## What is expected
Reproduce all the data, character for character.

#### Given records

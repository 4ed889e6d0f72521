use anyhow::Result;
use image::RgbaImage;
use vision::Region;

/// 一次截屏结果：像素数据、所属显示器在屏幕坐标系中的原点，以及缩放比。
///
/// `scale` 为截图像素与屏幕逻辑坐标之比（HiDPI 下通常为 2.0）。
pub struct Frame {
    pub image: RgbaImage,
    pub origin: (i32, i32),
    pub scale: f32,
}

impl Frame {
    /// 原点为 (0, 0)、无缩放的截图。
    pub fn new(image: RgbaImage) -> Self {
        Self {
            image,
            origin: (0, 0),
            scale: 1.0,
        }
    }

    pub fn with_origin(mut self, x: i32, y: i32) -> Self {
        self.origin = (x, y);
        self
    }

    pub fn with_scale(mut self, scale: f32) -> Self {
        if scale > 0.0 {
            self.scale = scale;
        }
        self
    }

    /// 截图像素坐标 -> 屏幕逻辑坐标。
    pub fn to_screen(&self, px: Region) -> Region {
        let (ox, oy) = self.origin;
        Region::new(
            ox + (px.x as f32 / self.scale).round() as i32,
            oy + (px.y as f32 / self.scale).round() as i32,
            ((px.width as f32 / self.scale).round() as u32).max(1),
            ((px.height as f32 / self.scale).round() as u32).max(1),
        )
    }

    /// 屏幕逻辑坐标 -> 截图像素坐标。结果可能超出截图范围，调用方负责裁剪。
    pub fn to_pixels(&self, screen: Region) -> Region {
        let (ox, oy) = self.origin;
        Region::new(
            ((screen.x - ox) as f32 * self.scale).round() as i32,
            ((screen.y - oy) as f32 * self.scale).round() as i32,
            (screen.width as f32 * self.scale).round() as u32,
            (screen.height as f32 * self.scale).round() as u32,
        )
    }
}

/// 截屏能力。桌面实现见 `desktop::DesktopCapture`，测试中可注入合成画面。
pub trait ScreenCapture {
    fn capture(&mut self) -> Result<Frame>;
}
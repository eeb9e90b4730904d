//! Identifier types for genledger.
//!
//! Row ids are random UUIDs; ledger transaction ids are ULIDs. All of them
//! serialize as plain strings.

use serde::{Deserialize, Serialize};
use std::fmt;
use std::str::FromStr;
use ulid::Ulid;
use uuid::Uuid;

/// Define a string-serialized identifier newtype over `$inner`.
///
/// `$parse` turns text into `$inner`; any failure becomes `$error`.
macro_rules! id_type {
    ($(#[$meta:meta])* $name:ident($inner:ty), $parse:path, $error:expr) => {
        $(#[$meta])*
        #[derive(Clone, Copy, PartialEq, Eq, Hash, Serialize, Deserialize)]
        #[serde(try_from = "String", into = "String")]
        pub struct $name($inner);

        impl FromStr for $name {
            type Err = IdError;

            fn from_str(s: &str) -> Result<Self, Self::Err> {
                $parse(s).map(Self).map_err(|_| $error)
            }
        }

        impl fmt::Debug for $name {
            fn fmt(&self, f: &mut fmt::Formatter<'_>) -> fmt::Result {
                write!(f, "{}({})", stringify!($name), self.0)
            }
        }

        impl fmt::Display for $name {
            fn fmt(&self, f: &mut fmt::Formatter<'_>) -> fmt::Result {
                fmt::Display::fmt(&self.0, f)
            }
        }

        impl TryFrom<String> for $name {
            type Error = IdError;

            fn try_from(value: String) -> Result<Self, Self::Error> {
                value.parse()
            }
        }

        impl From<$name> for String {
            fn from(id: $name) -> Self {
                id.to_string()
            }
        }
    };
}

/// Random (v4) UUID constructors and accessors, shared by the row ids.
macro_rules! uuid_ids {
    ($($name:ident),+ $(,)?) => {$(
        impl $name {
            /// Wrap an existing UUID, e.g. one read back from the database.
            #[must_use]
            pub const fn from_uuid(uuid: Uuid) -> Self {
                Self(uuid)
            }

            /// A fresh random identifier.
            #[must_use]
            pub fn generate() -> Self {
                Self(Uuid::new_v4())
            }

            /// The underlying UUID.
            #[must_use]
            pub const fn as_uuid(&self) -> &Uuid {
                &self.0
            }
        }
    )+};
}

id_type!(
    /// A local user. Each maps 1:1 to an identity-provider subject.
    UserId(Uuid), Uuid::parse_str, IdError::InvalidUuid
);
id_type!(
    /// A generation job. Also handed to the worker as the callback correlation token.
    JobId(Uuid), Uuid::parse_str, IdError::InvalidUuid
);
id_type!(
    /// A generated file.
    FileId(Uuid), Uuid::parse_str, IdError::InvalidUuid
);
id_type!(
    /// A local subscription record.
    SubscriptionId(Uuid), Uuid::parse_str, IdError::InvalidUuid
);
id_type!(
    /// A ledger entry. ULIDs sort by creation time, so a user's history
    /// orders chronologically by id.
    #[derive(PartialOrd, Ord)]
    TransactionId(Ulid), Ulid::from_string, IdError::InvalidUlid
);

uuid_ids!(UserId, JobId, FileId, SubscriptionId);

impl TransactionId {
    /// A new id stamped with the current time.
    #[must_use]
    pub fn generate() -> Self {
        Self(Ulid::new())
    }
}

/// Errors that can occur when parsing identifiers.
#[derive(Debug, Clone, PartialEq, Eq, thiserror::Error)]
pub enum IdError {
    /// The input is not a valid UUID.
    #[error("invalid UUID format")]
    InvalidUuid,

    /// The input is not a valid ULID.
    #[error("invalid ULID format")]
    InvalidUlid,
}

########

## Answer section
repository 4ed889e6d0f72521
use anyhow::Result;
use image::RgbaImage;
use vision::Region;

/// 一次截屏结果：像素数据、所属显示器在屏幕坐标系中的原点，以及缩放比。
///
/// `scale` 为截图像素与屏幕逻辑坐标之比（HiDPI 下通常为 2.0）。
pub struct Frame {
    pub image: RgbaImage,
    pub origin: (i32, i32),
    pub scale: f32,
}

impl Frame {
    /// 原点为 (0, 0)、无缩放的截图。
    pub fn new(image: RgbaImage) -> Self {
        Self {
            image,
            origin: (0, 0),
            scale: 1.0,
        }
    }

    pub fn with_origin(mut self, x: i32, y: i32) -> Self {
        self.origin = (x, y);
        self
    }

    pub fn with_scale(mut self, scale: f32) -> Self {
        if scale > 0.0 {
            self.scale = scale;
        }
        self
    }

    /// 截图像素坐标 -> 屏幕逻辑坐标。
    pub fn to_screen(&self, px: Region) -> Region {
        let (ox, oy) = self.origin;
        Region::new(
            ox + (px.x as f32 / self.scale).round() as i32,
            oy + (px.y as f32 / self.scale).round() as i32,
            ((px.width as f32 / self.scale).round() as u32).max(1),
            ((px.height as f32 / self.scale).round() as u32).max(1),
        )
    }

    /// 屏幕逻辑坐标 -> 截图像素坐标。结果可能超出截图范围，调用方负责裁剪。
    pub fn to_pixels(&self, screen: Region) -> Region {
        let (ox, oy) = self.origin;
        Region::new(
            ((screen.x - ox) as f32 * self.scale).round() as i32,
            ((screen.y - oy) as f32 * self.scale).round() as i32,
            (screen.width as f32 * self.scale).round() as u32,
            (screen.height as f32 * self.scale).round() as u32,
        )
    }
}

/// 截屏能力。桌面实现见 `desktop::DesktopCapture`，测试中可注入合成画面。
pub trait ScreenCapture {
    fn capture(&mut self) -> Result<Frame>;
}
repository eeb9e90b4730904d
//! Identifier types for genledger.
//!
//! Row ids are random UUIDs; ledger transaction ids are ULIDs. All of them
//! serialize as plain strings.

use serde::{Deserialize, Serialize};
use std::fmt;
use std::str::FromStr;
use ulid::Ulid;
use uuid::Uuid;

/// Define a string-serialized identifier newtype over `$inner`.
///
/// `$parse` turns text into `$inner`; any failure becomes `$error`.
macro_rules! id_type {
    ($(#[$meta:meta])* $name:ident($inner:ty), $parse:path, $error:expr) => {
        $(#[$meta])*
        #[derive(Clone, Copy, PartialEq, Eq, Hash, Serialize, Deserialize)]
        #[serde(try_from = "String", into = "String")]
        pub struct $name($inner);

        impl FromStr for $name {
            type Err = IdError;

            fn from_str(s: &str) -> Result<Self, Self::Err> {
                $parse(s).map(Self).map_err(|_| $error)
            }
        }

        impl fmt::Debug for $name {
            fn fmt(&self, f: &mut fmt::Formatter<'_>) -> fmt::Result {
                write!(f, "{}({})", stringify!($name), self.0)
            }
        }

        impl fmt::Display for $name {
            fn fmt(&self, f: &mut fmt::Formatter<'_>) -> fmt::Result {
                fmt::Display::fmt(&self.0, f)
            }
        }

        impl TryFrom<String> for $name {
            type Error = IdError;

            fn try_from(value: String) -> Result<Self, Self::Error> {
                value.parse()
            }
        }

        impl From<$name> for String {
            fn from(id: $name) -> Self {
                id.to_string()
            }
        }
    };
}

/// Random (v4) UUID constructors and accessors, shared by the row ids.
macro_rules! uuid_ids {
    ($($name:ident),+ $(,)?) => {$(
        impl $name {
            /// Wrap an existing UUID, e.g. one read back from the database.
            #[must_use]
            pub const fn from_uuid(uuid: Uuid) -> Self {
                Self(uuid)
            }

            /// A fresh random identifier.
            #[must_use]
            pub fn generate() -> Self {
                Self(Uuid::new_v4())
            }

            /// The underlying UUID.
            #[must_use]
            pub const fn as_uuid(&self) -> &Uuid {
                &self.0
            }
        }
    )+};
}

id_type!(
    /// A local user. Each maps 1:1 to an identity-provider subject.
    UserId(Uuid), Uuid::parse_str, IdError::InvalidUuid
);
id_type!(
    /// A generation job. Also handed to the worker as the callback correlation token.
    JobId(Uuid), Uuid::parse_str, IdError::InvalidUuid
);
id_type!(
    /// A generated file.
    FileId(Uuid), Uuid::parse_str, IdError::InvalidUuid
);
id_type!(
    /// A local subscription record.
    SubscriptionId(Uuid), Uuid::parse_str, IdError::InvalidUuid
);
id_type!(
    /// A ledger entry. ULIDs sort by creation time, so a user's history
    /// orders chronologically by id.
    #[derive(PartialOrd, Ord)]
    TransactionId(Ulid), Ulid::from_string, IdError::InvalidUlid
);

uuid_ids!(UserId, JobId, FileId, SubscriptionId);

impl TransactionId {
    /// A new id stamped with the current time.
    #[must_use]
    pub fn generate() -> Self {
        Self(Ulid::new())
    }
}

/// Errors that can occur when parsing identifiers.
#[derive(Debug, Clone, PartialEq, Eq, thiserror::Error)]
pub enum IdError {
    /// The input is not a valid UUID.
    #[error("invalid UUID format")]
    InvalidUuid,

    /// The input is not a valid ULID.
    #[error("invalid ULID format")]
    InvalidUlid,
}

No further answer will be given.